Set down exactly the lines in the records below that run from the line with "load_from_file(path)?" to the line with "let mut config = Config::default();", inclusive, and nothing more.

Stored data
#####

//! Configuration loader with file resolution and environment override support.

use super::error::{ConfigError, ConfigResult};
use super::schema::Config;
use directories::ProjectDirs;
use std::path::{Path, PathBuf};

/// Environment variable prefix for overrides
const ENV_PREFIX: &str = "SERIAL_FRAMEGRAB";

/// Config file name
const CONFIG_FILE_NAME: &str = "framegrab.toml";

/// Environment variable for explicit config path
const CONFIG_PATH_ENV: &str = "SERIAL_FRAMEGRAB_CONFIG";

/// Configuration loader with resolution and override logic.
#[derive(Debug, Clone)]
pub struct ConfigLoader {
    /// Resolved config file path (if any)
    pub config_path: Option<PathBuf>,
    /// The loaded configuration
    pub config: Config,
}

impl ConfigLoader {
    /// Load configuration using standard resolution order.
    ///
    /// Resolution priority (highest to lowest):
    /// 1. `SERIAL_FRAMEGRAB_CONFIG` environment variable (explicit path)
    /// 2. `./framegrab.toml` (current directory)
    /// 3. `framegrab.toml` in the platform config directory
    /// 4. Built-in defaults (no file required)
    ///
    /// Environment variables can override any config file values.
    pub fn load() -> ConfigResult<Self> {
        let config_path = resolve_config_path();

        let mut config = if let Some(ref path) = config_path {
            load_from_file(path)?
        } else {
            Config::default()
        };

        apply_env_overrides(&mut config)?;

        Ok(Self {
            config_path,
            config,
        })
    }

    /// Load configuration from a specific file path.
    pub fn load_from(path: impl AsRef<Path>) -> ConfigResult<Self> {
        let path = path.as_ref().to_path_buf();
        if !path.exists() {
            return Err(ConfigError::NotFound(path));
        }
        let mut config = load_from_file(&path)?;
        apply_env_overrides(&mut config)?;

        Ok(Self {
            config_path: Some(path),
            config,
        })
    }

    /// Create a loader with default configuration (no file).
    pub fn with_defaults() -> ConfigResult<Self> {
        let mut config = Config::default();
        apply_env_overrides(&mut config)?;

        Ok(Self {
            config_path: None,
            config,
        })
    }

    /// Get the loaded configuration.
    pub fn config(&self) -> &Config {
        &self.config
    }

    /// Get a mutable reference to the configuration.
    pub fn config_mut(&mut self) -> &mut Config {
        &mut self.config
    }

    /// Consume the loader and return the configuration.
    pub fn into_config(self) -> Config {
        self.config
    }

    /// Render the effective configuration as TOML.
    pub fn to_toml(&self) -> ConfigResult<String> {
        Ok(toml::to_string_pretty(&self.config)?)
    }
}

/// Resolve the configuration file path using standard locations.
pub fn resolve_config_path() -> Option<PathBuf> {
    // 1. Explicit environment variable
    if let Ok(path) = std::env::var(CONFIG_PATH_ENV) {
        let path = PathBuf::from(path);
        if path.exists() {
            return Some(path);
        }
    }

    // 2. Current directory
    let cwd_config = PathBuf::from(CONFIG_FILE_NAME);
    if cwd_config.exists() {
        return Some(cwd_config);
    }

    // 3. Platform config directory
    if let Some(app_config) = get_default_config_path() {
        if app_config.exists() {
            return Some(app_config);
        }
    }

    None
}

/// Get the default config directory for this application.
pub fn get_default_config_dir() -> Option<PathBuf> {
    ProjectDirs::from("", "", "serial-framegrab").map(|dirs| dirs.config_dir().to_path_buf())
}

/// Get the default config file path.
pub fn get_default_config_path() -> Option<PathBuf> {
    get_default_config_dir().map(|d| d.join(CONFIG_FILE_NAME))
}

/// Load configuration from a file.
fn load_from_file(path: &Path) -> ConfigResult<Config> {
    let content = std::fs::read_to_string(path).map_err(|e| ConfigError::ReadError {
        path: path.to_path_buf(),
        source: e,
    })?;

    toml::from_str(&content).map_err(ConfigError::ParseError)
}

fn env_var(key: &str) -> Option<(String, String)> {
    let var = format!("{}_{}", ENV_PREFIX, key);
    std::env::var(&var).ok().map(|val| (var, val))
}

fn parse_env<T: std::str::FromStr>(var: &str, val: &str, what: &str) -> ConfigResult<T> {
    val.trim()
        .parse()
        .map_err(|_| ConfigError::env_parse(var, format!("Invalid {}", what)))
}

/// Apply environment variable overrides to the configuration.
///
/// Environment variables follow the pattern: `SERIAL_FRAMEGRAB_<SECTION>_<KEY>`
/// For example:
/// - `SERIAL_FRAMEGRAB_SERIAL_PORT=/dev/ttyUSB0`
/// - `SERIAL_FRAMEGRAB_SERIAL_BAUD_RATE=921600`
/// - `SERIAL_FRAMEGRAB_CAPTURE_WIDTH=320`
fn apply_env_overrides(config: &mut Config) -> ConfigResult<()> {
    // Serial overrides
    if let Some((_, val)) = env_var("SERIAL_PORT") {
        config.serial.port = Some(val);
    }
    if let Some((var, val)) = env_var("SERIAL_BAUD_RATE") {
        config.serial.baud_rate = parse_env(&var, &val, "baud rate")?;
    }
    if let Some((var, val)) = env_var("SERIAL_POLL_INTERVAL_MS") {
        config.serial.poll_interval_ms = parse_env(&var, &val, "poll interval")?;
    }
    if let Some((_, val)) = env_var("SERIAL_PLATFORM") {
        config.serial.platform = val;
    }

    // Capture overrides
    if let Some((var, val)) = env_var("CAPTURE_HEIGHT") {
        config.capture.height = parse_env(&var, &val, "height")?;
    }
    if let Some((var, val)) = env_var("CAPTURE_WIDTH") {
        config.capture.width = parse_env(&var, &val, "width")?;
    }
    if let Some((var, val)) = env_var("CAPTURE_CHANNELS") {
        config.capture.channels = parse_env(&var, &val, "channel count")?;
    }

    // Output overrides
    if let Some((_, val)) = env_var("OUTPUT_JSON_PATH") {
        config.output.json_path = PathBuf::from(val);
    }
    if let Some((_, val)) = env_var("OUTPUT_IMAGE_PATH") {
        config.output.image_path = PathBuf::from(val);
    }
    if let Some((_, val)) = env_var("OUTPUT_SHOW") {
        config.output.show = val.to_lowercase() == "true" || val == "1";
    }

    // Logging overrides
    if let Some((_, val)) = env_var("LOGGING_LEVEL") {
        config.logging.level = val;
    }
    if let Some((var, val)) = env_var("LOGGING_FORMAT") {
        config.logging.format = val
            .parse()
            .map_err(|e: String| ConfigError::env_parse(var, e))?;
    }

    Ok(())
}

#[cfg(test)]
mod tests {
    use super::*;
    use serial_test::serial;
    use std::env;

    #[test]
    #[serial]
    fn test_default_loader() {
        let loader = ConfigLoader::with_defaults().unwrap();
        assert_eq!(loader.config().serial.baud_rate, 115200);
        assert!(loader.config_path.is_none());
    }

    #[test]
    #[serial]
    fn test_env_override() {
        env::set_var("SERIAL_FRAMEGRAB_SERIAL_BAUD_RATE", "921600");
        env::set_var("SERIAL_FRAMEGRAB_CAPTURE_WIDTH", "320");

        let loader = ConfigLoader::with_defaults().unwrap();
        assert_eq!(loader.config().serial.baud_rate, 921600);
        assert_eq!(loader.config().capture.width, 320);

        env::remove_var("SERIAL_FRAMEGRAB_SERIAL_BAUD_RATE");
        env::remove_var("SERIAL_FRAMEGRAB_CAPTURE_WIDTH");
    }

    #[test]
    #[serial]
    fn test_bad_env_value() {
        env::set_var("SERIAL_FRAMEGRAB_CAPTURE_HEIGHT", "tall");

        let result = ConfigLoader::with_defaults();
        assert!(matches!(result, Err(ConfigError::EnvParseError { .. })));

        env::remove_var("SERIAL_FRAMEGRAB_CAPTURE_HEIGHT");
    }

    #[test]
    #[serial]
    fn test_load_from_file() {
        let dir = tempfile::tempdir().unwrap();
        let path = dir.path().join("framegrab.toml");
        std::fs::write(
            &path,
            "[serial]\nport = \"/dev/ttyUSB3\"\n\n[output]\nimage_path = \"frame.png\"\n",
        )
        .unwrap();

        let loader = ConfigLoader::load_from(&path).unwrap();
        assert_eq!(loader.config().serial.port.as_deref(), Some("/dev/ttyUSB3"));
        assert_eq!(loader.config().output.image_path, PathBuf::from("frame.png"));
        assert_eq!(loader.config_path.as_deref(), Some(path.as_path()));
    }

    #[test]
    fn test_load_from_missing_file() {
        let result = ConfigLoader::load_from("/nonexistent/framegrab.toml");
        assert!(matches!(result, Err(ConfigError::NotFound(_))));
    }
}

#####

Result of the exercise:
            load_from_file(path)?
        } else {
            Config::default()
        };

        apply_env_overrides(&mut config)?;

        Ok(Self {
            config_path,
            config,
        })
    }

    /// Load configuration from a specific file path.
    pub fn load_from(path: impl AsRef<Path>) -> ConfigResult<Self> {
        let path = path.as_ref().to_path_buf();
        if !path.exists() {
            return Err(ConfigError::NotFound(path));
        }
        let mut config = load_from_file(&path)?;
        apply_env_overrides(&mut config)?;

        Ok(Self {
            config_path: Some(path),
            config,
        })
    }

    /// Create a loader with default configuration (no file).
    pub fn with_defaults() -> ConfigResult<Self> {
        let mut config = Config::default();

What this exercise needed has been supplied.